The fact that Ottawa is tailoring its carbon-tax law to different provinces may, in fact, help that law survive the courts.

“As a matter of practical federalism, it has rarely been a problem for the federal government to seek to work co-operatively with the provinces,” says Carissima Mathen, vice-dean of the University of Ottawa’s law school. “So I would be surprised if the court seized on the federal government’s recognition that provinces may themselves seek to tax or regulate certain behaviour as a reason to rule against federal jurisdiction.”

Are carbon-dioxide emissions a “national concern”?        

Last week, Attorney General of Canada’s office responded to Saskatchewan’s arguments with a factum of its own. It argues that the federal Parliament has the authority to regulate and tax greenhouse-gas emissions because such emissions are a “national concern” — and it’s within Ottawa’s powers to preserve “peace, order and good government” throughout the land.

There are two potential problems with an appeal to the “national concern” doctrine, however. In 1997, in R v. Hydro-Québec, the Supreme Court considered whether federal environmental legislation was valid under the same doctrine. The court said no, in part because the power was so broad. In the words of Justice Gérard La Forest:

“Determining that a particular subject matter is a matter of national concern involves the consequence that the matter falls within the exclusive and paramount power of Parliament and has obvious impact on the balance of Canadian federalism.”

In R v. Hydro-Québec, the court still found that federal environmental law was valid — but as criminal law, not as a matter of national concern. In fact, the court explicitly warned against using that doctrine for environmental law, because the doctrine is so all-encompassing that it could allow the federal government to encroach upon provincial domains.

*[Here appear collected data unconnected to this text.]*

// ============================================================================
// gifmaker-core/src/external/mod.rs
// ============================================================================
//
// EXTERNAL TOOLS: Locating and Checking the ffmpeg Executable
//
// This module encapsulates everything that touches the ffmpeg binary from the
// outside: where to find it for the running platform, whether it actually
// runs, how its arguments are built, and what it says about an input file.
//
// KEY COMPONENTS:
// - Platform: OS/architecture descriptor with the bundled binary name
// - FfmpegLocator: trait resolving a usable executable path
// - SystemLocator: explicit path, bundled binary, sidecar, then PATH
// - check_ffmpeg: runs `-version` and reports the first line
//
// AI-ASSISTANT-INFO: ffmpeg discovery, pre-flight checks and submodules

// ---- Internal crate imports ----
use crate::error::{CoreError, CoreResult, command_start_error};

// ---- Standard library imports ----
use std::env;
use std::ffi::OsString;
use std::io;
use std::path::{Path, PathBuf};
use std::process::{Command, Stdio};

// ============================================================================
// SUBMODULES
// ============================================================================

/// Argument and filter-graph construction for the GIF conversion
pub mod ffmpeg_builder;

/// Input probing through ffmpeg's stream banner
pub mod probe;

pub use ffmpeg_builder::{GifFilterChain, build_convert_args};
pub use probe::{MediaInfo, estimate_gif_size, parse_probe_output, probe_media};

// ============================================================================
// PLATFORM DESCRIPTOR
// ============================================================================

/// Operating system and CPU architecture of a host.
#[derive(Debug, Clone, PartialEq, Eq)]
pub struct Platform {
    pub os: String,
    pub arch: String,
}

impl Platform {
    pub fn new(os: impl Into<String>, arch: impl Into<String>) -> Self {
        Self {
            os: os.into(),
            arch: arch.into(),
        }
    }

    /// The platform this binary was compiled for.
    pub fn current() -> Self {
        Self::new(env::consts::OS, env::consts::ARCH)
    }

    /// File name of the ffmpeg build shipped for this platform, if there is one.
    pub fn bundled_binary_name(&self) -> Option<&'static str> {
        match (self.os.as_str(), self.arch.as_str()) {
            ("windows", "x86_64") => Some("ffmpeg-win64.exe"),
            ("windows", "x86") => Some("ffmpeg-win32.exe"),
            ("macos", "x86_64") => Some("ffmpeg-macos-x86_64"),
            ("macos", "aarch64") => Some("ffmpeg-macos-arm64"),
            ("linux", "x86_64") => Some("ffmpeg-linux-x86_64"),
            ("linux", "x86") => Some("ffmpeg-linux-i386"),
            ("linux", "aarch64") => Some("ffmpeg-linux-arm64"),
            ("linux", "arm") => Some("ffmpeg-linux-armhf"),
            _ => None,
        }
    }

    /// Name of the ffmpeg executable as found on PATH.
    pub fn system_binary_name(&self) -> &'static str {
        if self.os == "windows" { "ffmpeg.exe" } else { "ffmpeg" }
    }
}

// ============================================================================
// EXECUTABLE RESOLUTION
// ============================================================================

/// Resolves the ffmpeg executable to run.
pub trait FfmpegLocator {
    /// Returns the path of an ffmpeg executable, or `CoreError::FfmpegNotFound`.
    fn resolve(&self) -> CoreResult<PathBuf>;
}

/// A locator that always returns the same path. Useful when the caller has
/// already resolved the executable.
#[derive(Debug, Clone)]
pub struct FixedLocator(pub PathBuf);

impl FfmpegLocator for FixedLocator {
    fn resolve(&self) -> CoreResult<PathBuf> {
        if self.0.is_file() {
            Ok(self.0.clone())
        } else {
            Err(CoreError::FfmpegNotFound(format!(
                "'{}' does not exist",
                self.0.display()
            )))
        }
    }
}

/// Default lookup: explicit path, bundled binary, ffmpeg-sidecar's install
/// location, then the `PATH` environment variable.
#[derive(Debug, Clone)]
pub struct SystemLocator {
    platform: Platform,
    explicit: Option<PathBuf>,
    bundle_dir: Option<PathBuf>,
    search_path: Option<OsString>,
}

impl Default for SystemLocator {
    fn default() -> Self {
        Self::new(Platform::current())
    }
}

impl SystemLocator {
    pub fn new(platform: Platform) -> Self {
        Self {
            platform,
            explicit: None,
            bundle_dir: None,
            search_path: None,
        }
    }

    /// Uses an explicitly configured executable. A bare name is looked up on PATH.
    #[must_use]
    pub fn with_explicit(mut self, path: Option<PathBuf>) -> Self {
        self.explicit = path;
        self
    }

    /// Directory whose `binaries/` subdirectory holds bundled builds.
    /// Defaults to the directory of the running executable.
    #[must_use]
    pub fn with_bundle_dir(mut self, dir: PathBuf) -> Self {
        self.bundle_dir = Some(dir);
        self
    }

    /// Overrides the `PATH`-style search list.
    #[must_use]
    pub fn with_search_path(mut self, path: OsString) -> Self {
        self.search_path = Some(path);
        self
    }

    fn bundled_candidate(&self) -> Option<PathBuf> {
        let name = self.platform.bundled_binary_name()?;
        let dir = match &self.bundle_dir {
            Some(dir) => dir.clone(),
            None => env::current_exe().ok()?.parent()?.to_path_buf(),
        };
        let candidate = dir.join("binaries").join(name);
        candidate.is_file().then_some(candidate)
    }

    fn sidecar_candidate(&self) -> Option<PathBuf> {
        // Only consulted for the real install layout.
        if self.bundle_dir.is_some() {
            return None;
        }
        let candidate = ffmpeg_sidecar::paths::sidecar_path().ok()?;
        candidate.is_file().then_some(candidate)
    }

    fn search(&self, name: &Path) -> Option<PathBuf> {
        let paths = match &self.search_path {
            Some(p) => p.clone(),
            None => env::var_os("PATH")?,
        };
        find_in_path(name, &paths)
    }
}

impl FfmpegLocator for SystemLocator {
    fn resolve(&self) -> CoreResult<PathBuf> {
        if let Some(explicit) = &self.explicit {
            if explicit.is_file() {
                log::debug!("Using configured ffmpeg: {}", explicit.display());
                return Ok(explicit.clone());
            }
            if explicit.components().count() == 1 {
                if let Some(found) = self.search(explicit) {
                    log::debug!("Using configured ffmpeg from PATH: {}", found.display());
                    return Ok(found);
                }
            }
            return Err(CoreError::FfmpegNotFound(format!(
                "configured path '{}' does not exist",
                explicit.display()
            )));
        }

        if let Some(bundled) = self.bundled_candidate() {
            log::debug!("Using bundled ffmpeg: {}", bundled.display());
            return Ok(bundled);
        }
        if let Some(sidecar) = self.sidecar_candidate() {
            log::debug!("Using sidecar ffmpeg: {}", sidecar.display());
            return Ok(sidecar);
        }
        let system_name = Path::new(self.platform.system_binary_name());
        if let Some(found) = self.search(system_name) {
            log::debug!("Using ffmpeg from PATH: {}", found.display());
            return Ok(found);
        }

        Err(CoreError::FfmpegNotFound(format!(
            "no bundled build for {}/{} and '{}' is not on PATH",
            self.platform.os,
            self.platform.arch,
            system_name.display()
        )))
    }
}

/// Looks for `name` in each directory of a `PATH`-style list.
pub fn find_in_path(name: &Path, paths: &OsString) -> Option<PathBuf> {
    env::split_paths(paths)
        .filter(|dir| !dir.as_os_str().is_empty())
        .map(|dir| dir.join(name))
        .find(|candidate| candidate.is_file())
}

// ============================================================================
// PRE-FLIGHT CHECK
// ============================================================================

/// A resolved and verified ffmpeg executable.
#[derive(Debug, Clone, PartialEq, Eq)]
pub struct FfmpegInstallation {
    pub path: PathBuf,
    /// First line of `ffmpeg -version`
    pub version: String,
}

/// Runs `<ffmpeg> -version` and returns its first output line.
///
/// # Returns
///
/// * `Err(CoreError::FfmpegNotFound)` - the file does not exist
/// * `Err(CoreError::FfmpegUnusable)` - it runs but exits unsuccessfully
/// * `Err(CoreError::CommandStart)` - it exists but cannot be started
pub fn check_ffmpeg(path: &Path) -> CoreResult<String> {
    let output = Command::new(path)
        .arg("-version")
        .stdin(Stdio::null())
        .output()
        .map_err(|e| {
            if e.kind() == io::ErrorKind::NotFound {
                log::warn!("ffmpeg '{}' not found", path.display());
                CoreError::FfmpegNotFound(path.display().to_string())
            } else {
                log::error!("Failed to start '{}': {}", path.display(), e);
                command_start_error(path.display().to_string(), e)
            }
        })?;

    if !output.status.success() {
        let stderr = String::from_utf8_lossy(&output.stderr);
        return Err(CoreError::FfmpegUnusable {
            path: path.to_path_buf(),
            reason: format!("'-version' exited with {}: {}", output.status, stderr.trim()),
        });
    }

    let stdout = String::from_utf8_lossy(&output.stdout);
    let version = stdout
        .lines()
        .map(str::trim)
        .find(|l| !l.is_empty())
        .unwrap_or("unknown version")
        .to_string();
    log::debug!("ffmpeg at {} reports: {}", path.display(), version);
    Ok(version)
}

/// Resolves ffmpeg through `locator` and verifies that it runs.
pub fn preflight(locator: &dyn FfmpegLocator) -> CoreResult<FfmpegInstallation> {
    let path = locator.resolve()?;
    let version = check_ffmpeg(&path)?;
    Ok(FfmpegInstallation { path, version })
}

#[cfg(test)]
mod tests {
    use super::*;
    use std::fs;

    #[test]
    fn test_bundled_binary_names() {
        let cases = [
            ("windows", "x86_64", Some("ffmpeg-win64.exe")),
            ("macos", "aarch64", Some("ffmpeg-macos-arm64")),
            ("linux", "x86_64", Some("ffmpeg-linux-x86_64")),
            ("linux", "arm", Some("ffmpeg-linux-armhf")),
            ("freebsd", "x86_64", None),
        ];
        for (os, arch, expected) in cases {
            assert_eq!(Platform::new(os, arch).bundled_binary_name(), expected, "{os}/{arch}");
        }
        assert_eq!(Platform::new("windows", "x86_64").system_binary_name(), "ffmpeg.exe");
    }

    #[test]
    fn test_explicit_path_wins() {
        let dir = tempfile::tempdir().unwrap();
        let exe = dir.path().join("my-ffmpeg");
        fs::write(&exe, b"").unwrap();
        let locator = SystemLocator::new(Platform::new("linux", "x86_64"))
            .with_explicit(Some(exe.clone()))
            .with_bundle_dir(dir.path().to_path_buf())
            .with_search_path(OsString::new());
        assert_eq!(locator.resolve().unwrap(), exe);
    }

    #[test]
    fn test_missing_explicit_path_fails() {
        let dir = tempfile::tempdir().unwrap();
        let locator = SystemLocator::new(Platform::new("linux", "x86_64"))
            .with_explicit(Some(dir.path().join("nope").join("ffmpeg")))
            .with_bundle_dir(dir.path().to_path_buf())
            .with_search_path(OsString::new());
        assert!(matches!(locator.resolve(), Err(CoreError::FfmpegNotFound(_))));
    }

    #[test]
    fn test_bundled_before_path() {
        let bundle = tempfile::tempdir().unwrap();
        let bin_dir = tempfile::tempdir().unwrap();
        fs::create_dir_all(bundle.path().join("binaries")).unwrap();
        let bundled = bundle.path().join("binaries").join("ffmpeg-linux-x86_64");
        fs::write(&bundled, b"").unwrap();
        fs::write(bin_dir.path().join("ffmpeg"), b"").unwrap();

        let locator = SystemLocator::new(Platform::new("linux", "x86_64"))
            .with_bundle_dir(bundle.path().to_path_buf())
            .with_search_path(bin_dir.path().as_os_str().to_owned());
        assert_eq!(locator.resolve().unwrap(), bundled);
    }

    #[test]
    fn test_path_fallback_and_not_found() {
        let bundle = tempfile::tempdir().unwrap();
        let bin_dir = tempfile::tempdir().unwrap();
        let on_path = bin_dir.path().join("ffmpeg");
        fs::write(&on_path, b"").unwrap();

        let locator = SystemLocator::new(Platform::new("linux", "x86_64"))
            .with_bundle_dir(bundle.path().to_path_buf())
            .with_search_path(bin_dir.path().as_os_str().to_owned());
        assert_eq!(locator.resolve().unwrap(), on_path);

        let empty = SystemLocator::new(Platform::new("linux", "x86_64"))
            .with_bundle_dir(bundle.path().to_path_buf())
            .with_search_path(OsString::new());
        let err = empty.resolve().unwrap_err();
        assert!(err.to_string().contains("not on PATH"));
    }

    #[test]
    fn test_check_ffmpeg_missing_file() {
        let result = check_ffmpeg(Path::new("/definitely/not/here/ffmpeg"));
        assert!(matches!(result, Err(CoreError::FfmpegNotFound(_))));
    }
}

And even if the court were to agree with the feds this time, a strict reading of the national-concern doctrine would suggest that if carbon pricing fits the bill — and thus falls exclusively within federal jurisdiction — then provincial carbon-pricing regimes, such as those in British Columbia and Quebec, are unconstitutional. (Although that’s not what anyone, including the federal government, is arguing as yet.)

TVO.org reached out to several constitutional-law scholars to confirm this understanding of the national-concern doctrine. Nathalie Chalifour, co-director of the Centre for Environmental Law and Global Sustainability at the University of Ottawa, said subsequent decisions in Canadian law since 1997 — which have increasingly emphasized the need for a “co-operative federalism” that allows federal and provincial governments to work on problems concurrently — have made La Forest’s bright-line separation between federal and provincial jurisdictions unlikely to matter: the court could agree that greenhouse gases are a matter of national concern but redefine the doctrine to allow for provincial carbon taxes.

It seems that Ontario will argue greenhouse-gas emissions simply aren’t a matter of national concern. As the government put it, “The regulation of greenhouse gases does not become a matter of ‘national concern’ just because different provinces take different views as to the most effective method to regulate them.”

Attorney General Caroline Mulroney is expected to release Ontario’s factum in the provincial government’s reference later this month, with oral arguments scheduled for April 2019. Oral arguments in Saskatchewan’s reference are scheduled for February, and Ontario is also expected to file a factum in that case.